I don't know anything about the graphic novel, but the series was a bit derivative (if not downright plagiaristic) in that the hero was shot and then 28 DAYS LATER he awoke in a hospital to find the world overrun by zombies. Also are American actors so expensive now they have to import Aussies and Brits for everything?
Well, using the same idea isn't plagiarism.
Further, the opening of 28 Days Later was an homage to Day of the Triffids. It's too good a plot device not to use again.
JohnnyGottaKeyboard said:
And there was a lot of acting in this ep--the window sniper scene was particularly annoying, but I do admit to a certain curmudgieness.
Not sure what this means. You don't like fiction shows to have acting in them? I'm a curmudgeon myself, so maybe I can understand.

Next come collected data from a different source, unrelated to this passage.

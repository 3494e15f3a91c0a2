// SPDX-FileCopyrightText: 2026 Tuma Contributors
// SPDX-License-Identifier: MIT OR Apache-2.0

//! Money and rating arithmetic helpers.

/// Round to two decimal places, half away from zero.
///
/// `f64::round` already rounds half away from zero, so scaling by 100 gives
/// the half-up behavior required for fares and rating averages.
pub fn round2(value: f64) -> f64 {
    (value * 100.0).round() / 100.0
}

#[cfg(test)]
mod tests {
    use super::*;

    #[test]
    fn rounds_half_up() {
        // 4.125 is exactly representable, so the .5 case is exercised.
        assert_eq!(round2(4.125), 4.13);
        assert_eq!(round2(1.0 / 3.0), 0.33);
        assert_eq!(round2(2.0 / 3.0), 0.67);
    }

    #[test]
    fn exact_values_untouched() {
        assert_eq!(round2(4.0), 4.0);
        assert_eq!(round2(4.25), 4.25);
    }

    #[test]
    fn rating_average_example() {
        // Ratings [4, 5, 3] must average to 4.00.
        let avg = round2((4.0 + 5.0 + 3.0) / 3.0);
        assert_eq!(avg, 4.0);
    }
}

I wish I'd known they were filming in Atlanta; I coulda been a zombie! In the comic, it was clear that neither the writer (Robert Kirkman) nor the artist (Tony Moore) had ever been to Atlanta, and didn't do the half-hour's Internet research that would have at least provided real street names and a proper skyline; so it was good to see my city on the screen.
They'll do okay if they follow the general storyline of the comics, while improving on its worst flaws (terrible dialogue and terminally stupid heroes). Judging by Frank Darabont's film
The Mist, he won't shy away from the comic's theme that nobody is ever safe. (And if you rent or buy
The Mist, I highly recommend watching the black & white version of the movie on the bonus disk.)
Come to think of it, it's too bad Thomas Jane, who starred in
The Mist, couldn't have played Rick, but he's busy playing a manwhore on HBO's show
Hung. But Andrew Lincoln did fine. Both he and Lennie James (who played Morgan, the grieving widower with the young son) are English, but they do pretty well with American accents.
For a fan of the comic, it was fun to see the characters brought to life. When viewers start to get attached to them ... well, there'll be some rough episodes down the road.
There are logic problems, pretty much inherent to the genre. The zombies in the show are apparently Type 1b (based on my own classification). Meaning that they're individually very slow and unintelligent -- and also that
only people infected with the zombie virus (or whatever the agent is) will become zombies. (As opposed to Type 1a, the George Romero zombie. In his scenario, everybody who dies for any reason rises as the living dead.)
That should be the most survivable scenario (though an essential element of the zombie problem changes later on), and if the military could maintain discipline, there's no way they should be overwhelmed. For the total collapse that seems in evidence, I'd have to posit that there was mutiny in the ranks and mass desertion as soldiers and Guardsmen panicked and took off to try and save their own families.